1997 – Adriene Jenik présente son MAUVE DESERT, adaptation du célèbre roman postmoderne de Nicole Brossard

En 1987, Nicole Brossard publiait son Désert mauve, un roman retraçant le parcours d’un livre obsédant, trouvé au hasard et traduit par un personnage fictif du nom de Maude Laures. Au cœur du Désert mauve, on découvre la fascination de Mélanie Kerouac, une adolescente de 15 ans vivant avec sa mère et la conjointe de celle-ci, pour une géomètre dans la quarantaine, Angela Parkins. Chez Brossard, les jeunes filles conduisent à toute vitesse dans le désert et manient les flingues comme si elles étaient nées avec une arme au poing. Dix ans plus tard, Adriene Jenik remet l’œuvre de Brossard au goût du jour, la faisant passer du français à l’anglais et la traduisant à travers plus de 8 heures de matériel audio et vidéo original. Sur le CD-ROM, on retrouve en plus une entrevue avec Brossard ainsi que le journal de projet de Jenik.

2001 – Caitlin Fisher fait un saut dans l’autofiction et explore son homosexualité dans These Waves of Girls…

Premiers baisers échangés dans la cour d’école, expérimentations fébriles dans des chambres adolescentes, jalousie et rivalités… Dans son hypertexte à la forme classique, Caitlin Fisher s’intéresse à «ces filles-là», les filles qui embrassent comme des garçons et qui refusent de jouer à la poupée, les filles qui aiment les filles et qui traînent dans les ruelles pour fumer en cachette – mais aussi aux filles qui aiment ces filles-là, celles qui portent des jupes mais qui n’aiment pas les garçons, les filles délicates avec des airs de nymphettes qui échangent des caresses passionnées la nuit venue, dans les dortoirs des camps d’été:

Fay Devlin and I are playing spin the bottle. She spins, but she trembles. By the time we get to Truth or Dare, I have my lips on her nipple and I’ve made her do the asking. [1]

2004 – Queer Power: la Molleindustria transforme le jeu de combat d’arcade en manuel de sexe queer

Un écran, deux joueurs. Homme? Femme? Votre identité change constamment et celle de votre adversaire aussi. Le but? Malgré la forme qui rappelle les jeux de combat classiques à la Mortal Kombat, il n’est ici pas question de blesser ou de tuer votre adversaire, oh que non! On vous demande plutôt de vous accoupler avec celui-ci. Et en amour comme à la guerre, tous les coups sont permis. En effet, une variété de positions sont possibles, quoique parfois un peu difficiles à accomplir à cause des changements de postures constants de votre partenaire… L’orgasme, dans Queer Power, demande beaucoup de concentration et d’agilité tactile. D’accord, on aurait peut-être aimé des modes multi-joueurs un peu plus poussés (pourquoi s’arrêter à deux? pourquoi pas trois, quatre, cinq?), mais bon… C’est toujours mieux que rien! Et comme disait l’autre: «FINISH HIM !!»
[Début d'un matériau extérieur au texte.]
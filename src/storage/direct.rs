// Copyright (c) 2025-2026 Adrian Robinson. Licensed under the AGPL-3.0.
// See LICENSE file in the project root for full license text.

//! Direct backend: every write goes straight to the durable store.
//!
//! Failures surface to the caller after a bounded retry with reconnect.
//! Reads are filtered, paginated queries against the durable store; the
//! buffered backend reuses this read path.

use std::sync::Arc;
use std::time::Duration;

use async_trait::async_trait;
use serde_json::{Map, Value};
use tracing::debug;

use super::traits::{DurableStore, EntryFilter, StorageBackend, StorageError};
use crate::entry::{CanonicalEntry, EntryType, NewEntry};
use crate::page;
use crate::resilience::retry::{retry_with_reset, RetryConfig};
use crate::retention::{self, DEFAULT_SWEEP_BATCH_SIZE};

pub struct DirectStore {
    durable: Arc<dyn DurableStore>,
    sweep_batch_size: usize,
    retry: RetryConfig,
}

impl DirectStore {
    pub fn new(durable: Arc<dyn DurableStore>) -> Self {
        Self {
            durable,
            sweep_batch_size: DEFAULT_SWEEP_BATCH_SIZE,
            retry: RetryConfig::query(),
        }
    }

    #[must_use]
    pub fn with_sweep_batch_size(mut self, size: usize) -> Self {
        self.sweep_batch_size = size.max(1);
        self
    }

    #[must_use]
    pub fn with_retry(mut self, retry: RetryConfig) -> Self {
        self.retry = retry;
        self
    }

    pub fn durable(&self) -> &Arc<dyn DurableStore> {
        &self.durable
    }
}

#[async_trait]
impl StorageBackend for DirectStore {
    fn name(&self) -> &'static str {
        "direct"
    }

    async fn write(&self, attrs: NewEntry) -> Result<CanonicalEntry, StorageError> {
        let entry = CanonicalEntry::from_new(attrs)?;
        let rows = std::slice::from_ref(&entry);
        let mut attempts = 0;

        let written = retry_with_reset(
            "direct_write",
            &self.retry,
            || {
                attempts += 1;
                self.durable.insert_batch(rows)
            },
            || self.durable.reconnect(),
        )
        .await;
        match written {
            Ok(_) => {}
            // The id is fresh, so a duplicate on a retry is our own earlier
            // attempt that committed before its acknowledgement was lost
            Err(StorageError::Duplicate(_)) if attempts > 1 => {
                debug!(id = %entry.id, attempts, "Write already committed by an earlier attempt");
            }
            Err(e) => return Err(e),
        }

        crate::metrics::record_entry_written(self.name(), entry.entry_type.as_str());
        Ok(entry)
    }

    async fn update_by_batch(
        &self,
        batch_id: &str,
        entry_type: &EntryType,
        payload_updates: Map<String, Value>,
    ) -> Result<(), StorageError> {
        let merged = retry_with_reset(
            "direct_update",
            &self.retry,
            || self.durable.merge_into_latest(batch_id, entry_type, &payload_updates),
            || self.durable.reconnect(),
        )
        .await?;

        if merged.is_some() {
            crate::metrics::record_update(true);
        } else {
            debug!(batch_id, entry_type = %entry_type, "No entry to merge update into, dropped");
            crate::metrics::record_update(false);
        }
        Ok(())
    }

    async fn find(&self, id: &str) -> Result<Option<CanonicalEntry>, StorageError> {
        self.durable.get(id).await
    }

    async fn list(
        &self,
        filter: &EntryFilter,
        page: usize,
        per_page: usize,
        visible_only: bool,
    ) -> Result<Vec<CanonicalEntry>, StorageError> {
        self.durable
            .query(filter, visible_only, per_page.max(1), page::offset(page, per_page))
            .await
    }

    async fn count(&self, filter: &EntryFilter, visible_only: bool) -> Result<u64, StorageError> {
        self.durable.count(filter, visible_only).await
    }

    async fn entries_for_batch(&self, batch_id: &str) -> Result<Vec<CanonicalEntry>, StorageError> {
        self.durable.batch_entries(batch_id).await
    }

    async fn entries_for_family(
        &self,
        family_hash: &str,
        page: usize,
        per_page: usize,
    ) -> Result<Vec<CanonicalEntry>, StorageError> {
        self.list(&EntryFilter::new().family_hash(family_hash), page, per_page, false)
            .await
    }

    async fn family_count(&self, family_hash: &str) -> Result<u64, StorageError> {
        self.durable
            .count(&EntryFilter::new().family_hash(family_hash), false)
            .await
    }

    async fn delete_all(&self) -> Result<u64, StorageError> {
        self.durable.delete_all().await
    }

    async fn delete_expired(&self, horizon: Duration) -> Result<u64, StorageError> {
        let cutoff = retention::cutoff_for(horizon);
        retention::sweep_expired(self.durable.as_ref(), None, cutoff, self.sweep_batch_size).await
    }

    async fn is_ready(&self) -> bool {
        self.durable.is_ready().await
    }
}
2009 – I can no longer think: le poème d’Emma Ramey nous plonge dans la sensualité trouble d’un désir homosexuel naissant

La vidéo générative fait se succéder aléatoirement les images – des images troubles de routes, de parcours, de ponts, de fuite – alors que le texte défile:

She has created a wall
through the universe, I mean a tunnel.
And not the universe, but her closet,
I mean my closet and yes this is meant to be sexual,
I mean sensual, I mean my mother's shawl.

She was on the floor in a fetal position,
I mean I was on the floor in position
with a pile of shoes and Good God!
I was thoughtless.

It was like my trip down the birth canal,
or was that the Panama Canal, I mean Panama City
that spring break no one likes to talk about:
This is our little secret, right? [2]

2011 – Christine Love explore les amours adolescents, toutes orientations confondues, dans sa nouvelle interactive sentimentale don’t take it personally, babe, it just ain’t your story

Parfois, on dévore un roman sentimental en cachette en revenant du supermarché. Parfois, on allume son ordinateur pour lire une œuvre de Christine Love. Un petit plaisir coupable, avec des coups de cœur, des coups de gueules, des épisodes déchirants et des fins heureuses qui vous donnent envie de sourire pour le reste de la journée. Le tout programmé sur Ren’Py, un logiciel spécialement conçu pour créer de courtes nouvelles visuelles.

Le scénario: vous êtes un jeune enseignant assigné à une nouvelle école. Dans votre classe, il y a des filles qui aiment les filles, des garçons qui aiment les garçons, des filles qui aiment les garçons, des garçons qui aiment les filles… Et vous, vous espionnez le tout à partir d’une plateforme de réseautage social qui ressemble étrangement à Facebook. Ah! Le charme des drames sentimentaux adolescents…

2012 – avec Queerskins, Illya Szilak met à nu la fragilité du sujet queer et retrace sur un ton intimiste la triste histoire d’une épidémie

Sebastian: c’est le nom du jeune homme imaginé par Illya Szilak. Un jeune docteur homosexuel élevé dans une famille catholique conservatrice, déchiré entre son héritage religieux, son identité profonde et son désir de réconciliation/rédemption. À travers une série de témoignages de proches de Sebastian, d’extraits du journal intime de celui-ci et de pièces d’archives empruntées à la mémoire collective, l’internaute découvre une histoire intime extrêmement touchante, s’étalant de la petite-enfance du personnage jusqu’à sa mort, mais aussi l’histoire médiatique des premières années de l’épidémie de SIDA qui a ravagé la communauté homosexuelle dans les années 1980. Queerskins est un hypertexte puissant dont on ne ressort pas entier, mais qui donne envie plus que jamais d’être solidaires et présents les uns pour les autres, faisant l’apologie de l’acceptation et de l’amour inconditionnel bien au-delà de la mort.

Voilà pour notre court panorama des thématiques LGBTQ en art et littérature hypermédiatiques. Et même si les fêtes de la Fierté n’ont lieu officiellement qu’une fois par année, nous espérons que ces quelques œuvres vous fourniront un peu de matériel pour célébrer nos différences toute l’année durant. Après tout, comme nous le rappellent ces œuvres, développer une identité LGBTQ n’est pas quelque chose qui se passe simplement dans le Village, sous le drapeau arc-en-ciel, lors des défilés et des festivals; pour plusieurs, c’est le projet continu de toute une vie.